Task:
The expected output is the first line of the data below and every line after it, up to and including the line containing "one key press.", each reproduced exactly.

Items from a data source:
* * *

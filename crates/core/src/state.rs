//! Application state shared by the per-frame handlers.
//!
//! The master node mutates it from input, encodes it once per frame, and
//! every node decodes the same bytes before drawing.

use crate::{
    Vec3,
    camera::Viewer,
    error::{CoreError, CoreResult},
    vec3,
};

/// Eye step for one key press.
const MOVE_STEP: f32 = 0.1;

/// Keys with a binding.
#[derive(Clone, Copy, Debug, PartialEq, Eq)]
pub enum Key {
    W,
    S,
    A,
    D,
    Space,
    Up,
    Down,
    F1,
    Key1,
}

#[derive(Clone, Copy, Debug, PartialEq, Eq)]
pub enum MouseButton {
    Left,
    Right,
}

#[derive(Clone, Debug, Default, PartialEq)]
pub struct AppState {
    pub viewer: Viewer,
    /// Index into every object's image list. Unbounded while playing.
    pub current_image: u32,
    pub playing: bool,
    pub show_help: bool,
    left_down: bool,
    right_down: bool,
}

impl AppState {
    /// Eye starts `camera_height` units above the wall origin.
    pub fn new(camera_height: f32) -> Self {
        Self {
            viewer: Viewer::new(vec3(0.0, -camera_height, 0.0)),
            ..Self::default()
        }
    }

    /// Runs on the master before state is broadcast.
    pub fn pre_sync(&mut self) {
        if self.playing {
            self.current_image = self.current_image.saturating_add(1);
        }
    }

    pub fn key_pressed(&mut self, key: Key) {
        match key {
            Key::W => self.viewer.eye += vec3(MOVE_STEP, 0.0, 0.0),
            Key::S => self.viewer.eye -= vec3(MOVE_STEP, 0.0, 0.0),
            Key::A => self.viewer.eye += vec3(0.0, 0.0, MOVE_STEP),
            Key::D => self.viewer.eye -= vec3(0.0, 0.0, MOVE_STEP),
            Key::Space => self.playing = !self.playing,
            Key::Up => self.current_image = self.current_image.saturating_add(1),
            Key::Down => self.current_image = self.current_image.saturating_sub(1),
            Key::F1 => self.show_help = !self.show_help,
            Key::Key1 => {
                self.current_image = 0;
                self.playing = false;
            }
        }
    }

    pub fn mouse_button(&mut self, button: MouseButton, pressed: bool) {
        match button {
            MouseButton::Left => self.left_down = pressed,
            MouseButton::Right => self.right_down = pressed,
        }
    }

    /// While a button is held the cursor is hidden and re-centred every move.
    fn is_dragging(&self) -> bool {
        self.left_down || self.right_down
    }

    /// Cursor moved to `(x, y)` in a `width` x `height` window. Returns `true`
    /// when the caller should warp the cursor back to the centre.
    pub fn mouse_moved(&mut self, x: f64, y: f64, width: u32, height: u32) -> bool {
        let dx = (x - f64::from(width / 2)) / Viewer::SENSITIVITY;
        let dy = (y - f64::from(height / 2)) / Viewer::SENSITIVITY;

        if self.left_down {
            self.viewer.look(dx, dy);
        }
        if self.right_down {
            self.viewer.eye.y += dy as f32;
        }
        self.is_dragging()
    }

    /// Help and status lines for the overlay.
    pub fn help_text() -> &'static str {
        "Help\nWSAD: Move camera\nSpace: Play/stop images\nUp/Down: Advance images\n\
         1: Back to first image"
    }

    /// Little-endian: eye xyz (f32), phi, theta (f64), current image (u32),
    /// help flag (u8).
    pub fn encode(&self) -> Vec<u8> {
        let mut out = Vec::with_capacity(Self::ENCODED_LEN);
        for c in self.viewer.eye.to_array() {
            out.extend_from_slice(&c.to_le_bytes());
        }
        out.extend_from_slice(&self.viewer.phi.to_le_bytes());
        out.extend_from_slice(&self.viewer.theta.to_le_bytes());
        out.extend_from_slice(&self.current_image.to_le_bytes());
        out.push(u8::from(self.show_help));
        out
    }

    pub const ENCODED_LEN: usize = 3 * 4 + 2 * 8 + 4 + 1;

    /// Overwrite the synchronized fields from `bytes`. On error nothing
    /// changes.
    pub fn decode(&mut self, bytes: &[u8]) -> CoreResult<()> {
        let mut r = Reader { bytes, offset: 0 };
        let eye = Vec3::new(
            f32::from_le_bytes(r.take()?),
            f32::from_le_bytes(r.take()?),
            f32::from_le_bytes(r.take()?),
        );
        let phi = f64::from_le_bytes(r.take()?);
        let theta = f64::from_le_bytes(r.take()?);
        let current_image = u32::from_le_bytes(r.take()?);
        let [help] = r.take::<1>()?;

        self.viewer.eye = eye;
        self.viewer.phi = phi;
        self.viewer.theta = theta;
        self.current_image = current_image;
        self.show_help = help != 0;
        Ok(())
    }
}

struct Reader<'a> {
    bytes: &'a [u8],
    offset: usize,
}

impl Reader<'_> {
    fn take<const N: usize>(&mut self) -> CoreResult<[u8; N]> {
        let slice = self
            .bytes
            .get(self.offset..self.offset + N)
            .ok_or(CoreError::Truncated {
                offset: self.offset,
                needed: N,
                len: self.bytes.len(),
            })?;
        let mut out = [0u8; N];
        out.copy_from_slice(slice);
        self.offset += N;
        Ok(out)
    }
}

* * *

Response to this exercise:
filename crates/core/src/state.rs
//! Application state shared by the per-frame handlers.
//!
//! The master node mutates it from input, encodes it once per frame, and
//! every node decodes the same bytes before drawing.

use crate::{
    Vec3,
    camera::Viewer,
    error::{CoreError, CoreResult},
    vec3,
};

/// Eye step for one key press.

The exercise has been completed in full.